It’s my turn to do the blog, but I am devoid of ideas let
alone inspiration. Writing a blog is much harder than a novel I have decided. I
turned for help to some of the masters. These authors, far better writers than
I, have made the following remarks on why or how they write.
Anais Nin gives exquisite advice on why emotional excess is
essential to writing and creativity:
‘...You
must not fear, hold back, count or be a miser with your thoughts and feelings. Emotion
comes from an overflow, so you have to learn to intake, to imbibe, to nourish
yourself and not be afraid of fullness. The fullness is like a tidal wave which
then carries you, sweeps you into experience and into writing. Permit yourself
to flow and overflow, allow for the rise in temperature, all the expansions and
intensifications. Something is always born of excess: great art was born of
great terrors, great loneliness, great inhibitions, instabilities, and it
always balances them.'
‘...Don’t
feel that each time you write a story you give away one of your dreams and you
are poorer for it. You have not thought how this dream is planted in others,
others begin to live it too, it is shared, it is the beginning of friendship
and love.’
‘...You
move in a world of mysteries. It must be ruled by faith.’
George Orwell wrote on the motive for writing:
‘All
writers are vain, selfish and lazy, and at the very bottom of their motives
there lies a mystery. Writing a book is a horrible, exhausting struggle, like a
long bout of some painful illness. One would never undertake such a thing if
one were not driven on by some demon whom one can neither resist nor
understand. For all one knows that demon is simply the same instinct that makes
a baby squall for attention. And yet it is also true that one can write nothing
readable unless one constantly struggles to efface one’s own personality. Good
prose is like a window pane. I cannot
say with certainty which of my motives are the strongest, but I know which of them
deserve to be followed. And looking back
through my work I see that it is invariably where I lacked a political purpose
that I wrote lifeless books and was betrayed into purple passages, sentences
without meaning, decorative adjectives and humbug generally.’

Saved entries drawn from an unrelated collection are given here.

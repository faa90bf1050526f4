//! Subscription Graph
//!
//! Edges run from a signal to the effects that read it. Both directions are
//! indexed: `subscribers` answers "who re-runs when this signal is written",
//! `dependencies` answers "what did this effect read", which is needed to
//! drop an effect's edges under the clear-on-rerun policy.
//!
//! Edge sets are `IndexSet`s, so iteration follows insertion order. Writes
//! re-run subscribers in the order they first subscribed.

use std::collections::HashMap;

use indexmap::IndexSet;
use smallvec::SmallVec;

use crate::reactive::{EffectId, SignalId};

/// Snapshot of a signal's subscribers, in subscription order.
pub type SubscriberList = SmallVec<[EffectId; 4]>;

/// Bidirectional signal/effect subscription graph.
#[derive(Debug, Default)]
pub struct SubscriptionGraph {
    /// Signal -> effects that re-run when it is written.
    subscribers: HashMap<SignalId, IndexSet<EffectId>>,

    /// Effect -> signals it has read.
    dependencies: HashMap<EffectId, IndexSet<SignalId>>,
}

impl SubscriptionGraph {
    /// Create an empty graph.
    pub fn new() -> Self {
        Self::default()
    }

    /// Record that `effect` read `signal`.
    ///
    /// Returns `true` if the edge is new. Re-adding an existing edge is a
    /// no-op, so repeated reads in one run never duplicate a subscriber.
    pub fn subscribe(&mut self, signal: SignalId, effect: EffectId) -> bool {
        let added = self.subscribers.entry(signal).or_default().insert(effect);
        if added {
            self.dependencies.entry(effect).or_default().insert(signal);
        }
        added
    }

    /// Remove every edge leaving `effect`. Returns how many were removed.
    pub fn clear_dependencies(&mut self, effect: EffectId) -> usize {
        let Some(signals) = self.dependencies.remove(&effect) else {
            return 0;
        };

        for signal in &signals {
            if let Some(effects) = self.subscribers.get_mut(signal) {
                effects.shift_remove(&effect);
            }
        }
        signals.len()
    }

    /// Copy out the subscribers of `signal`.
    ///
    /// Callers iterate the copy, because running an effect mutates the graph.
    pub fn subscribers(&self, signal: SignalId) -> SubscriberList {
        self.subscribers
            .get(&signal)
            .map(|effects| effects.iter().copied().collect())
            .unwrap_or_default()
    }

    /// Signals read by `effect`, in first-read order.
    pub fn dependencies(&self, effect: EffectId) -> Vec<SignalId> {
        self.dependencies
            .get(&effect)
            .map(|signals| signals.iter().copied().collect())
            .unwrap_or_default()
    }
}
//! Error types.
//!
//! Misusing a handle (a signal from another runtime, a signal whose runtime
//! has been dropped, a downcast to the wrong type) is a programming bug, not a
//! runtime condition. The panicking accessors (`Signal::get`, `Signal::set`,
//! `Runtime::read`, `Runtime::write`) turn these into panics carrying the
//! error message; the `try_*` variants hand the error back instead.

use thiserror::Error;

use crate::reactive::{EffectId, RuntimeId, SignalId};

/// A violated usage contract of the reactive runtime.
#[derive(Debug, Clone, PartialEq, Eq, Error)]
pub enum ReactiveError {
    /// The signal identity was never allocated by this runtime.
    #[error("signal {signal} does not exist in runtime {runtime}")]
    UnknownSignal { signal: SignalId, runtime: RuntimeId },

    /// The signal handle was created by a different runtime.
    #[error("signal {signal} belongs to runtime {owner}, not runtime {runtime}")]
    ForeignSignal {
        signal: SignalId,
        owner: RuntimeId,
        runtime: RuntimeId,
    },

    /// The runtime that created the signal no longer exists.
    #[error("signal {signal} outlived its runtime {runtime}")]
    RuntimeDropped { signal: SignalId, runtime: RuntimeId },

    /// The stored value is not of the type the handle claims.
    #[error("signal {signal} does not hold a value of type `{expected}`")]
    TypeMismatch {
        signal: SignalId,
        expected: &'static str,
    },

    /// The effect identity was never allocated by this runtime.
    #[error("effect {effect} does not exist in runtime {runtime}")]
    UnknownEffect { effect: EffectId, runtime: RuntimeId },
}

/// Errors raised while loading a [`RuntimeConfig`](crate::config::RuntimeConfig).
#[derive(Debug, Error)]
pub enum ConfigError {
    #[error("invalid runtime config: {0}")]
    Parse(#[from] serde_json::Error),
}

/// Result alias used throughout the crate.
pub type Result<T, E = ReactiveError> = std::result::Result<T, E>;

It interested me that both writers comment in all
seriousness on the mysteriousness of the writer’s world. There wouldn’t be many
of us who don’t know the excitement when we sit down to write – of wondering
what is going to trip from the ends of our fingers. But George Orwell seemed a
little too serious for me. I prefer the
attitude of Ray Bradbury:
‘Writing
is not a serious business. It’s a joy and a celebration. You should be having
fun with it. Ignore the authors who say "Oh my God, what word? Oh, Jesus
Christ... ," you know? No, to hell with
that. It’s not work. If it’s work, stop and do something else. ‘
How do you feel about the writing process? Is it a dark unstoppable force, an urge to create art, or a desire to tell a story? Do you write for yourself or an audience? Let us know how you feel.
What great points of view from those writers. All of which, surely, I have experienced to some degree or other. Ray Bradbury's exhortation to have fun and enjoy rings a bell. Creating the work is exciting and fun. It's the editing and editing and editing that drives me mad; bores me silly; tests my limits of perseverence. Thanks Erin, for making me think.
ReplyDeleteI write for me - but I also write aware that I am writing for people like me - so therefore an audience.
ReplyDeleteI believe we all have audiences out there, people who share our interests, the same sorts of stories we do, and could become friends if we knew them better.
Somedays, yes I struggle to find a word and it bothers me. Somedays I find my characters get stuck in a place and I need a find a convincing leap to move them to the next page. Somedays writing is a pain in the neck. Those are the days when you need to go for walk, weed the garden, read someone else's words and stop struggling with it all.
Then there are the days when the fingers can't stop. The keyboard tap tap taps all the way to then end of chapter and beyond. Then you feel really good about yourself, your story and life in this wonderful country.